# Pay in lieu of notice - eligible for tax relief?



## Macker (13 Nov 2015)

What I've been reading says that pay in lieu of notice is taxed as normal salary when it is specified in your contract, and is not taxed (within limits) when it is not specified in your contract. I have three questions about this:

1) what is the reasoning behind this? I'm presuming there's some subtlety I don't get between notice pay and ex-gratia payments, but why does simply mentioning it in the contract make that difference?

2) if the contract states the company will give one calendar month's notice or (at its discretion) *one months' salary* in lieu of notice, what happens if an employee has been with the company more than 15 years and is therefore entitled to 8 weeks notice? Does the fact that pay in lieu is mentioned at all mean that the entire 8 weeks is taxable? Does the fact that the employee's rights supercede the contract in terms of length of notice mean that that entire stipulation is void, and therefore the entire payment would revert to non-taxable? Or somewhere in between?

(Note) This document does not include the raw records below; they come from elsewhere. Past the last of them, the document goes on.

impl AnnotatedMatrix {
    /// * `obs_names` - unique observation names
    /// * `var` - unique feature names and their parts
    /// * `x` - `obs_names.len() x var.len()` matrix
    /// * `obs` - metadata with one row per observation
    pub fn new(
        obs_names: Vec<Box<str>>,
        var: VarAnnotations,
        x: MatrixStore,
        obs: MetaTable,
    ) -> anyhow::Result<Self> {
        let (nrows, ncols) = x.shape();
        if obs_names.len() != nrows {
            return Err(MorphError::shape_mismatch("observation names", nrows, obs_names.len()).into());
        }
        if obs.nrows() != nrows {
            return Err(MorphError::shape_mismatch("metadata rows", nrows, obs.nrows()).into());
        }
        if var.len() != ncols {
            return Err(MorphError::shape_mismatch("feature names", ncols, var.len()).into());
        }
        ensure_unique(&obs_names, "observation")?;
        ensure_unique(var.names(), "feature")?;

        Ok(Self {
            obs_names,
            var,
            x,
            obs,
            layers: HashMap::new(),
            uns: Annotations::default(),
            generation: 0,
        })
    }

    pub fn n_obs(&self) -> usize {
        self.obs_names.len()
    }

    pub fn n_vars(&self) -> usize {
        self.var.len()
    }

    pub fn shape(&self) -> (usize, usize) {
        (self.n_obs(), self.n_vars())
    }

    pub fn obs_names(&self) -> &[Box<str>] {
        &self.obs_names
    }

    pub fn var(&self) -> &VarAnnotations {
        &self.var
    }

    pub fn var_names(&self) -> &[Box<str>] {
        self.var.names()
    }

    pub fn obs(&self) -> &MetaTable {
        &self.obs
    }

    pub fn x(&self) -> &MatrixStore {
        &self.x
    }

    pub fn uns(&self) -> &Annotations {
        &self.uns
    }

    pub fn uns_mut(&mut self) -> &mut Annotations {
        &mut self.uns
    }

    /// Bumped on every structural change
    pub fn generation(&self) -> u64 {
        self.generation
    }

    fn touch(&mut self) {
        self.generation += 1;
        self.uns.clear_cache();
    }

    pub fn obs_mut(&mut self) -> &mut MetaTable {
        self.touch();
        &mut self.obs
    }

    /// Mutable in-memory `X`; fails for a disk-backed matrix
    pub fn x_mut(&mut self) -> anyhow::Result<&mut Array2<f32>> {
        self.touch();
        match &mut self.x {
            MatrixStore::Dense(x) => Ok(x),
            MatrixStore::Backed(x) => anyhow::bail!(
                "{} is disk-backed; call `to_memory` before modifying X",
                x.file_name()
            ),
        }
    }

    /// Mutable `X` storage, in memory or on disk
    pub fn x_store_mut(&mut self) -> &mut MatrixStore {
        self.touch();
        &mut self.x
    }

    /// Replace `X` with a matrix of the same shape
    pub fn set_x(&mut self, x: MatrixStore) -> anyhow::Result<()> {
        if x.shape() != self.x.shape() {
            let (r, c) = x.shape();
            let (nr, nc) = self.x.shape();
            if r != nr {
                return Err(MorphError::shape_mismatch("rows of X", nr, r).into());
            }
            return Err(MorphError::shape_mismatch("columns of X", nc, c).into());
        }
        self.touch();
        self.x = x;
        Ok(())
    }

    /// Load a disk-backed `X` into memory
    pub fn to_memory(&mut self) -> anyhow::Result<()> {
        if let MatrixStore::Backed(x) = &self.x {
            info!("loading {} into memory", x.file_name());
            let dense = x.read_all()?;
            self.x = MatrixStore::Dense(dense);
        }
        Ok(())
    }

    pub fn layer_names(&self) -> Vec<Box<str>> {
        let mut ret: Vec<Box<str>> = self.layers.keys().cloned().collect();
        ret.sort();
        ret
    }

    pub fn layer(&self, name: &str) -> Option<&Array2<f32>> {
        self.layers.get(name)
    }

    fn unknown_layer(&self, name: &str) -> anyhow::Error {
        let valid = self.layer_names();
        let valid: Vec<&str> = valid.iter().map(|x| x.as_ref()).collect();
        MorphError::unsupported("layer", name, &valid).into()
    }

    /// Add or replace an alternate `observation x k` view
    pub fn set_layer(&mut self, name: &str, data: Array2<f32>) -> anyhow::Result<()> {
        if data.nrows() != self.n_obs() {
            return Err(MorphError::shape_mismatch(format!("rows of layer {}", name), self.n_obs(), data.nrows()).into());
        }
        self.touch();
        self.layers.insert(name.into(), data);
        Ok(())
    }

    /// Column names of `X` or of a layer
    pub fn feature_names(&self, layer: Option<&str>) -> anyhow::Result<Vec<Box<str>>> {
        match layer {
            None => Ok(self.var_names().to_vec()),
            Some(name) => {
                let data = self.layer(name).ok_or_else(|| self.unknown_layer(name))?;
                Ok((0..data.ncols())
                    .map(|k| format!("{}_{}", name, k).into_boxed_str())
                    .collect())
            }
        }
    }

    /// Rows of `X` (or of a layer) in the given order
    pub fn read_rows_indexed(&self, rows: &[usize], layer: Option<&str>) -> anyhow::Result<Array2<f32>> {
        match layer {
            None => self.x.read_rows_indexed(rows),
            Some(name) => {
                let data = self.layer(name).ok_or_else(|| self.unknown_layer(name))?;
                anyhow::ensure!(rows.iter().all(|&i| i < data.nrows()), "row index out of bounds");
                Ok(data.select(Axis(0), rows))
            }
        }
    }

    /// Full `X` or layer in memory
    pub fn dense(&self, layer: Option<&str>) -> anyhow::Result<Array2<f32>> {
        match layer {
            None => self.x.to_dense(),
            Some(name) => self
                .layer(name)
                .cloned()
                .ok_or_else(|| self.unknown_layer(name)),
        }
    }

    /// Keep the observations at `indices`, in that order. A
    /// disk-backed `X` is read into memory.
    pub fn subset_obs(&mut self, indices: &[usize]) -> anyhow::Result<()> {
        let x = self.x.read_rows_indexed(indices)?;
        self.x = MatrixStore::Dense(x);
        self.obs = self.obs.select_rows(indices);
        self.obs_names = indices.iter().map(|&i| self.obs_names[i].clone()).collect();
        for data in self.layers.values_mut() {
            *data = data.select(Axis(0), indices);
        }
        self.touch();
        Ok(())
    }

    /// Keep the features at `indices`, in that order
    pub fn subset_vars(&mut self, indices: &[usize]) -> anyhow::Result<()> {
        anyhow::ensure!(
            indices.iter().all(|&j| j < self.n_vars()),
            "feature index out of bounds"
        );
        let x = self.x.to_dense()?.select(Axis(1), indices);
        self.x = MatrixStore::Dense(x);
        self.var = self.var.select(indices);
        self.touch();
        Ok(())
    }

    /// Drop features by name; returns how many were dropped
    pub fn drop_vars<S: AsRef<str>>(&mut self, names: &[S]) -> anyhow::Result<usize> {
        let drop: HashSet<&str> = names.iter().map(|x| x.as_ref()).collect();
        let keep: Vec<usize> = (0..self.n_vars())
            .filter(|&j| !drop.contains(self.var_names()[j].as_ref()))
            .collect();
        let ndropped = self.n_vars() - keep.len();
        if ndropped > 0 {
            self.subset_vars(&keep)?;
        }
        Ok(ndropped)
    }

    /// Read-only view of some observations sharing this matrix's
    /// storage
    pub fn view_obs(&self, indices: &[usize]) -> ObsView<'_> {
        ObsView {
            parent: self,
            indices: indices.to_vec(),
        }
    }

    /// Flush and release a disk-backed store
    pub fn close(self) -> anyhow::Result<()> {
        if let MatrixStore::Backed(x) = self.x {
            x.close()?;
        }
        Ok(())
    }
}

3) again in the same situation as #2, if the company gives 1 month's notice and closes the office, would/should/can they pay in lieu of the remaining part of the notice due as a lump sum, and again would that remainder be taxable?


----------



## thedaddyman (13 Nov 2015)

my understanding is that PILON is always taxable unless it is paid because the company terminates the contract without proper notice. In other words, if you took voluntary redundancy and the package included a PILON payment rather then having you work out your notice, that PILON payment is taxable. It's wages paid early. However, if your employer made you redundant today and today for example was deemed to be your last day in employment, then the PILON payment is in effect compensation for loosing out on wages and could be tax free.


----------



## rob oyle (13 Nov 2015)

PILON is taxable as schedule E income. The fact that you're not in the office/workplace carrying out your duties makes no difference for income tax purposes.

A termination payment, on being made redundant, is something different altogether.


----------



## Macker (14 Nov 2015)

Thanks for your replies. I may be using the wrong terminology (maybe I'm talking about tax relief as opposed to non-taxable), but here's an example of what I'm talking about (from citizensinformation.ie ... retirement_lump_sum_taxation.html - can't post a link yet)



> The following payments are not exempt from tax but may qualify for some tax relief – see ‘Tax-free entitlements’ below.
> 
> A non-statutory redundancy payment, [...]
> Payment in lieu of notice (However, if your contract of employment provides for a payment of this kind on termination of the contract, you pay tax and PRSI in the normal way.)


----------



## Gordon Gekko (14 Nov 2015)

Yes, but notice periods are typically provided for in people's contracts. As a result, pay in lieu of notice is generally taxable as salary. As others have pointed out, compensation for loss of your job is something entirely different.

The salient point is the fact that, had nothing happened, you would have received the pay in lieu of notice anyway in the form of salary. Take someone with a three month notice period. If they stay on, they get three months salary like any of us. If they leave immediately, they get their three months salary upfront. Either way, it's fundamentally the same thing...salary. Intuitively, it should be taxable.


----------



## Macker (14 Nov 2015)

Ok, I guess didn't fully take in what thedaddyman was saying.

So, if I'm now interpreting correctly, it's that:

If the contract provides for PILON and PILON is given, the contract is being fulfilled, and the PILON is considered salary.
If the contract doesn't provide for PILON, then this is an unexpected situation and the PILON may be considered compensation for that.
Is that correct? In which case, if the contract only allows for "1 month's notice or 1 month's PILON", how does this interact with an employee's right to 8 weeks' notice if they've been there >15 years?

Say the company gives the 1 month's notice specified in the contract and shuts down at the end of that period, thereby terminating the employment on that date, and pays a lump sum to cover the remaining 4ish weeks notice entitlement, does that payment then fall into the "compensation for unexpected loss of wages" category because the employee would have expected 8 weeks' notice, and the contract didn't cover that scenario?


----------



## Setanta12 (14 Nov 2015)

I would argue that if you are entitled to 4 weeks PILON but are entitled to 8 week's notice under your contract, and are paid for those 8 weeks, then half is taxable as salary and the other half is compensation.

(I argued a very similar point when made redundant a few years ago, the Company & advisors told me 'tuff!' and to take it up with the Revenue that they were going to tax it entirely - I did take it up with the Revenue and clawed-back the excess tax paid)


----------